Foto: AP / Burhan Ozbilici

Ankara/Washington – Der Hausherr ist nicht zu Hause, sondern auf Asienreise mit seinem Außenminister. Aber das – so trösten sich politische Beobachter in Ankara, die der türkischen Führung nahestehen – ist im Grunde auch schon nicht mehr wichtig. Der Besuch des türkischen Premiers in Washington diese Woche wird trotzdem abgewickelt, und Binali Yıldırım wird immerhin Donald Trumps Stellvertreter Mike Pence sehen. Der US-Vizepräsident sei schließlich einer der wenigen, der in der Lage ist, Einfluss auf Trump zu nehmen, erklärt ein Kolumnist in einem der türkischen Regierungsblätter.

Auf dem Tiefpunkt der Beziehungen zwischen den USA und der Türkei – tiefer noch als Anfang der 1970er-Jahre, als Washington Sanktionen wegen des Opiumanbaus in der Türkei und der Invasion auf Zypern ergriffen hatte – geht Yıldırım nun auf Erkundungsmission für seinen Staatschef. Die Rollen sind verteilt: Premier Yıldırım ist der gewiefte Geschäftsmann, Präsident Tayyip Erdogan der Antreiber.

Noch am vergangenen Wochenende drohte der türkische Präsident erstmals mit dem Bombardement amerikanischer Militärberater in Syrien und im Nordirak. "Für uns ist jeder, der mit Terroristen zusammen ist, ein Terrorist", rief Erdogan bei einer Rede in der Provinz aus.
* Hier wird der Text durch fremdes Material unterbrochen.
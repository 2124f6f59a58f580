//! Interrupt-driven keypad: one atomic debounce-and-scan per column edge

use crate::driver::KeypadError;
use crate::exti::ExtiVector;
use crate::hal::{HalError, InterruptLines, KeypadHal, TimeSource};
use crate::queue::KeyQueue;
use crate::scan::{configure_matrix, drive_rows, scan_matrix};
use crate::types::{irq_settle, Edge, KeyEvent, KeyMatrixConfig, Level, PinId, ScanMode};

/// Result of one interrupt entry
#[derive(Copy, Clone, PartialEq, Eq, Debug)]
#[cfg_attr(feature = "defmt", derive(defmt::Format))]
pub enum IrqOutcome {
    /// Keypad not initialised; nothing was touched
    Inactive,
    /// No keypad column on this vector has latched; nothing was touched
    NotPending,
    /// Handled, but the settled scan found no key
    NoKey,
    /// Handled and a key was queued
    Key(KeyEvent),
}

/// Keypad serviced from the column EXTI vectors.
///
/// Between scans every row is parked low so that any press pulls its
/// column low and raises a falling edge. An entry on a vector that serves a
/// pending column masks all columns, waits out contact bounce, scans,
/// queues the key, acknowledges every column and unmasks the columns that
/// were unmasked on entry. The unmasking runs on every path past the
/// pending check.
pub struct IrqKeypad<'q, H, const R: usize, const C: usize, const N: usize> {
    hal: H,
    queue: &'q KeyQueue<N>,
    config: Option<KeyMatrixConfig<R, C>>,
    enabled: [bool; C],
    last_trigger: Option<PinId>,
}

impl<'q, H, const R: usize, const C: usize, const N: usize> IrqKeypad<'q, H, R, C, N>
where
    H: KeypadHal,
{
    /// Create an inert keypad; nothing happens until [`init`](Self::init)
    pub fn new(hal: H, queue: &'q KeyQueue<N>) -> Self {
        Self {
            hal,
            queue,
            config: None,
            enabled: [false; C],
            last_trigger: None,
        }
    }

    /// Validate `config`, set up pins, arm every column on its falling
    /// edge and unmask it.
    ///
    /// On failure the keypad stays inert: every column it had unmasked,
    /// from an earlier init or from this one, is masked and acknowledged
    /// again, and every interrupt entry is a no-op.
    pub fn init(&mut self, config: &KeyMatrixConfig<R, C>) -> Result<(), KeypadError> {
        self.last_trigger = None;
        if let Some(previous) = self.config.take() {
            self.quiesce_columns(&previous.cols)?;
        }

        config.validate(ScanMode::Interrupt)?;
        self.queue.init()?;
        configure_matrix(self.hal.gpio(), config, Level::Low)?;

        if let Err(e) = self.arm_columns(config) {
            // First error wins; the cleanup is best effort
            let _ = self.quiesce_columns(&config.cols);
            return Err(e.into());
        }

        self.config = Some(*config);

        #[cfg(feature = "defmt")]
        defmt::info!("⌨️ Interrupt keypad ready ({}x{})", R, C);

        Ok(())
    }

    fn arm_columns(&mut self, config: &KeyMatrixConfig<R, C>) -> Result<(), HalError> {
        let lines = self.hal.lines();
        for (c, col) in config.cols.iter().enumerate() {
            lines.arm(*col, Edge::Falling)?;
            lines.clear_pending(*col)?;
            lines.enable(*col)?;
            self.enabled[c] = true;
        }
        Ok(())
    }

    /// Mask and acknowledge every column, carrying on past failures
    fn quiesce_columns(&mut self, cols: &[PinId; C]) -> Result<(), HalError> {
        let lines = self.hal.lines();
        let mut result = Ok(());
        for (c, col) in cols.iter().enumerate() {
            result = result.and(lines.disable(*col));
            result = result.and(lines.clear_pending(*col));
            self.enabled[c] = false;
        }
        result
    }

    /// True once `init` has succeeded
    pub fn is_active(&self) -> bool {
        self.config.is_some()
    }

    /// Column whose edge started the most recent handled entry
    pub fn last_trigger(&self) -> Option<PinId> {
        self.last_trigger
    }

    /// Service one entry of `vector`.
    ///
    /// Safe to call once per physical edge even when several columns share
    /// the vector: acknowledging every column at the end leaves nothing
    /// pending for the redundant entries, which return
    /// [`IrqOutcome::NotPending`].
    pub fn on_interrupt(&mut self, vector: ExtiVector) -> Result<IrqOutcome, KeypadError> {
        let Some(config) = self.config else {
            return Ok(IrqOutcome::Inactive);
        };

        let Some(trigger) = self.pending_column(&config, vector)? else {
            return Ok(IrqOutcome::NotPending);
        };
        self.last_trigger = Some(trigger);

        #[cfg(feature = "defmt")]
        defmt::trace!("⚡ Column edge on line {}", trigger.exti_line());

        let unmasked = self.enabled;
        let masked = self.mask_columns(&config);

        let found = masked.and_then(|_| self.settle_and_scan(&config));
        if let Ok(Some(key)) = found {
            // Queue errors only occur without storage, which init rejects
            let _ = self.queue.push(key);

            #[cfg(feature = "defmt")]
            defmt::debug!("🔑 Key '{}' confirmed", key.as_char());
        }

        let restored = self.restore_columns(&config, unmasked);
        let found = found?;
        restored?;

        Ok(match found {
            Some(key) => IrqOutcome::Key(key),
            None => IrqOutcome::NoKey,
        })
    }

    fn pending_column(
        &mut self,
        config: &KeyMatrixConfig<R, C>,
        vector: ExtiVector,
    ) -> Result<Option<PinId>, HalError> {
        let lines = self.hal.lines();
        for col in config.cols.iter().filter(|col| vector.serves(**col)) {
            if lines.is_pending(*col)? {
                return Ok(Some(*col));
            }
        }
        Ok(None)
    }

    /// Mask every column, carrying on past failures
    fn mask_columns(&mut self, config: &KeyMatrixConfig<R, C>) -> Result<(), HalError> {
        let lines = self.hal.lines();
        let mut result = Ok(());
        for (c, col) in config.cols.iter().enumerate() {
            match lines.disable(*col) {
                Ok(()) => self.enabled[c] = false,
                Err(e) => result = result.and(Err(e)),
            }
        }
        result
    }

    fn settle_and_scan(
        &mut self,
        config: &KeyMatrixConfig<R, C>,
    ) -> Result<Option<KeyEvent>, HalError> {
        self.hal.clock().delay(irq_settle());

        // Release the parked rows so the scan drives one row at a time
        let gpio = self.hal.gpio();
        drive_rows(gpio, &config.rows, Level::High)?;
        Ok(scan_matrix(gpio, config)?.map(|hit| hit.key))
    }

    /// Re-park rows, acknowledge every column and unmask the ones that
    /// were unmasked on entry. Every step is attempted.
    fn restore_columns(
        &mut self,
        config: &KeyMatrixConfig<R, C>,
        unmasked: [bool; C],
    ) -> Result<(), HalError> {
        let mut result = drive_rows(self.hal.gpio(), &config.rows, Level::Low);

        let lines = self.hal.lines();
        for col in &config.cols {
            result = result.and(lines.clear_pending(*col));
        }
        for (c, col) in config.cols.iter().enumerate() {
            if unmasked[c] {
                match lines.enable(*col) {
                    Ok(()) => self.enabled[c] = true,
                    Err(e) => result = result.and(Err(e)),
                }
            }
        }
        result
    }

    /// Oldest confirmed key, if any
    pub fn try_read_key(&self) -> Option<KeyEvent> {
        self.queue.try_read_key()
    }

    pub fn hal(&self) -> &H {
        &self.hal
    }

    pub fn hal_mut(&mut self) -> &mut H {
        &mut self.hal
    }
}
Alle "Terroristenlager", die das türkische Militär in Syrien und im Irak ausmache, würden zerstört. "Diejenigen, die dort etwas zu verbergen haben, sollten Vorkehrungen treffen", warnte der türkische Präsident die Amerikaner.

Das Öcalan-Porträt

Seit die von den USA militärisch unterstützte Kurdenmiliz YPG in Syrien bei der Siegesfeier nach der Einnahme der Stadt Raqqa vor zwei Wochen ein enormes Porträt des PKK-Gründers Abdullah Öcalan ausrollte, sieht sich die türkische Führung in ihrem immer wieder erhobenen Vorwurf bestätigt: Der Natoverbündete Washington macht gemeinsame Sache mit der PKK, der Arbeiterpartei Kurdistans, die gegen den türkischen Staat kämpft und offiziell auch von den USA als Terrororganisation eingestuft wird.

Die Liste der Streitpunkte zwischen Ankara und Washington ist im Lauf der vergangenen Monate lang geworden. Offen ist, ob nun PKK und YPG das drängendste Thema bei Yıldırım s Gesprächen sind oder aber der Prozess gegen einen iranisch-türkischen Goldhändler und einen Manager der staatlichen türkischen Halkbank, der Ende dieses Monats in New York beginnt. Dort geht es um Schmiergeld und ein milliardenschweres Betrugssystem zur Umgehung von US-Sanktionen gegen den Iran und mithilfe der Türkei. Erdogan habe davon gewusst, so soll Reza Zarrab, der Goldhändler, bereits angegeben haben.

Für den türkischen Präsidenten muss der Fall so brisant sein, dass er in Gesprächen mit Trump und dessen Vorgänger Barak Obama immer wieder auf Zarrabs Freilassung drängte. Ohne Erfolg.

Ebenso verhält es sich mit der Auslieferung von Fethullah Gülen, Erdogans einstigen politischen Verbündeten. Ankara macht den in Pennsylvania lebenden Prediger für den Putsch vom Juli 2016 verantwortlich. Die bisher vorgelegten Belege fanden Justiz- und Außenministerium in Washington offenbar nicht ausreichend. Ein Dutzend Amerikaner sitzt dafür mittlerweile wegen Terrorvorwürfen in türkischen Gefängnissen – darunter ein Pastor – aber auch zwei türkische Mitarbeiter von US-Konsulaten.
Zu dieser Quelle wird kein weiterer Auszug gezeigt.